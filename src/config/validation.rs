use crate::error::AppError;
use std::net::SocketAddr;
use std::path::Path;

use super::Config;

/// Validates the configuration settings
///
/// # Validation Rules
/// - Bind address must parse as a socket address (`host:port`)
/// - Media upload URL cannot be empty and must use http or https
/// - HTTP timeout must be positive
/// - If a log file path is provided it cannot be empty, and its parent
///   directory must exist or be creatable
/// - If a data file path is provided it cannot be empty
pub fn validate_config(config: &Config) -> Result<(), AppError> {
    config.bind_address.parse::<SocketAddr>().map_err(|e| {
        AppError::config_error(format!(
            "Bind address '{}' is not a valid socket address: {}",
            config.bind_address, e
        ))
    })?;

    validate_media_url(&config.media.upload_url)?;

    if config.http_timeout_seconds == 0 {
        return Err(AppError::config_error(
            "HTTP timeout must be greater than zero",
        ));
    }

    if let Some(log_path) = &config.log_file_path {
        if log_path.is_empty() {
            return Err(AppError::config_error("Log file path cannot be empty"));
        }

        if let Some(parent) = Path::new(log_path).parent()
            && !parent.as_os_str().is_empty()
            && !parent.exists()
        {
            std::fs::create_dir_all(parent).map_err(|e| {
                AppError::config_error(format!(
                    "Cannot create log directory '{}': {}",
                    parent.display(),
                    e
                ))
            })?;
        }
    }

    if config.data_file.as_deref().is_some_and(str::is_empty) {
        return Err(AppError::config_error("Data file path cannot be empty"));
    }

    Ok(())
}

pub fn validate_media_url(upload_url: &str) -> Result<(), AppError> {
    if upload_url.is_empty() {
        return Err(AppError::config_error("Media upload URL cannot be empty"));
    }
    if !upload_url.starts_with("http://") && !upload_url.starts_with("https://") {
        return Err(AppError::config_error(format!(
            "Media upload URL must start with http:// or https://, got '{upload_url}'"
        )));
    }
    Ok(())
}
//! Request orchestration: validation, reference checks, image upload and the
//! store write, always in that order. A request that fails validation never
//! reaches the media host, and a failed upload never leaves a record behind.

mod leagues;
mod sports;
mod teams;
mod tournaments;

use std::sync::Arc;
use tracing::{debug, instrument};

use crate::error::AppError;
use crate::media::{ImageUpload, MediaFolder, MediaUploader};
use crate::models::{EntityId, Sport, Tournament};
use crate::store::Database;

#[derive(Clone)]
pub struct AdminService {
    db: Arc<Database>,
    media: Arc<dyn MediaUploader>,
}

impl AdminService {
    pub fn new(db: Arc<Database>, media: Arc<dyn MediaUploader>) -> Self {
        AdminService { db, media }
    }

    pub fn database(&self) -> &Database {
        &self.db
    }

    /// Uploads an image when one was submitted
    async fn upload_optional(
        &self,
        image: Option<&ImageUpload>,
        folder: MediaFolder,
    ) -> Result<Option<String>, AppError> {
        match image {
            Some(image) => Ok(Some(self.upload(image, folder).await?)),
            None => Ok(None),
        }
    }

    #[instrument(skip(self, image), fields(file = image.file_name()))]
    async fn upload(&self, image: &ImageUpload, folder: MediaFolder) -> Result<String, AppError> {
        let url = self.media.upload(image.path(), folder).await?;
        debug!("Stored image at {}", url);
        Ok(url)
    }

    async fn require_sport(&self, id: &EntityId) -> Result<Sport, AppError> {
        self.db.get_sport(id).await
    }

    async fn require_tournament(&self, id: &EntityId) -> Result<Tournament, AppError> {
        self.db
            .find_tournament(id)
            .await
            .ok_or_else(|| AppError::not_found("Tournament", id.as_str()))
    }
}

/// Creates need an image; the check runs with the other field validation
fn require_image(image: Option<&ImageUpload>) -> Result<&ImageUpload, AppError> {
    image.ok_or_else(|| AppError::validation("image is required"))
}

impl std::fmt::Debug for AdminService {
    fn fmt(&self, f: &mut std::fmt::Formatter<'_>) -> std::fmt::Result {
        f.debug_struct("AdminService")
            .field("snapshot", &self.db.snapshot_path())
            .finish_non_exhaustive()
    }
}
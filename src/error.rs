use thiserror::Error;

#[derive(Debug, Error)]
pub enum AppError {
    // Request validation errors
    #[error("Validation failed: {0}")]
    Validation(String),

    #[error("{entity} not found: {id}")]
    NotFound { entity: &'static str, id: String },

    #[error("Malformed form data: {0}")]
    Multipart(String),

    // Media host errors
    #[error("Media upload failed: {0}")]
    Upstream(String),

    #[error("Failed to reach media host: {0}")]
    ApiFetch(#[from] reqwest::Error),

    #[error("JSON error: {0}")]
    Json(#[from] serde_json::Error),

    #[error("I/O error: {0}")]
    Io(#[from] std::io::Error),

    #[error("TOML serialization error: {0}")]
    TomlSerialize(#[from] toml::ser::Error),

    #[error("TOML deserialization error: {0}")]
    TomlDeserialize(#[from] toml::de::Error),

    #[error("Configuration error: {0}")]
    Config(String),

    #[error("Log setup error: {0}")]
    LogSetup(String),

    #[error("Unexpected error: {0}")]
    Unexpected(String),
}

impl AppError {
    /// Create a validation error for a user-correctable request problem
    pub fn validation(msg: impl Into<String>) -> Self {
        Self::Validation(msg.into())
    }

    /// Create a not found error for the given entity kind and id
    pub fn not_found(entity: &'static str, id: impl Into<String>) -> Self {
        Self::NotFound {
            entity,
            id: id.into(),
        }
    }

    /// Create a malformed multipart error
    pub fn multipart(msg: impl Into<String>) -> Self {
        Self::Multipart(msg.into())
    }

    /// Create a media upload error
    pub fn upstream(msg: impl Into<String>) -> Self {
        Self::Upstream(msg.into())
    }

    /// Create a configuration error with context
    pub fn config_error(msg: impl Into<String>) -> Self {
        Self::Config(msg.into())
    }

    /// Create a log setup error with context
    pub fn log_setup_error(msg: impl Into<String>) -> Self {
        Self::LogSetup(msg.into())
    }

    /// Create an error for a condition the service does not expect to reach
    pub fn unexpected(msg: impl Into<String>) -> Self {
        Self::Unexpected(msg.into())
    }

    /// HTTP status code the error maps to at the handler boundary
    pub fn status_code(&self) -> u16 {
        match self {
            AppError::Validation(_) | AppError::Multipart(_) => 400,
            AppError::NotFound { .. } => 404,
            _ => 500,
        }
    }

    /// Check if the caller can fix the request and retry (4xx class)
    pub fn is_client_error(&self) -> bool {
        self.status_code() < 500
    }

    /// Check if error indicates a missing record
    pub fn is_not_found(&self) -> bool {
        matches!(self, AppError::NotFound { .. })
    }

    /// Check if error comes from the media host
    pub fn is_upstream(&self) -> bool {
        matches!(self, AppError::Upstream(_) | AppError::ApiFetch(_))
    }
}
◇ ◇ ◇ ◇ ◇
→ Directions: For this exercise, work out how many lines in the material include "MediaFolder", and give only the number.

→ Problem solution: 3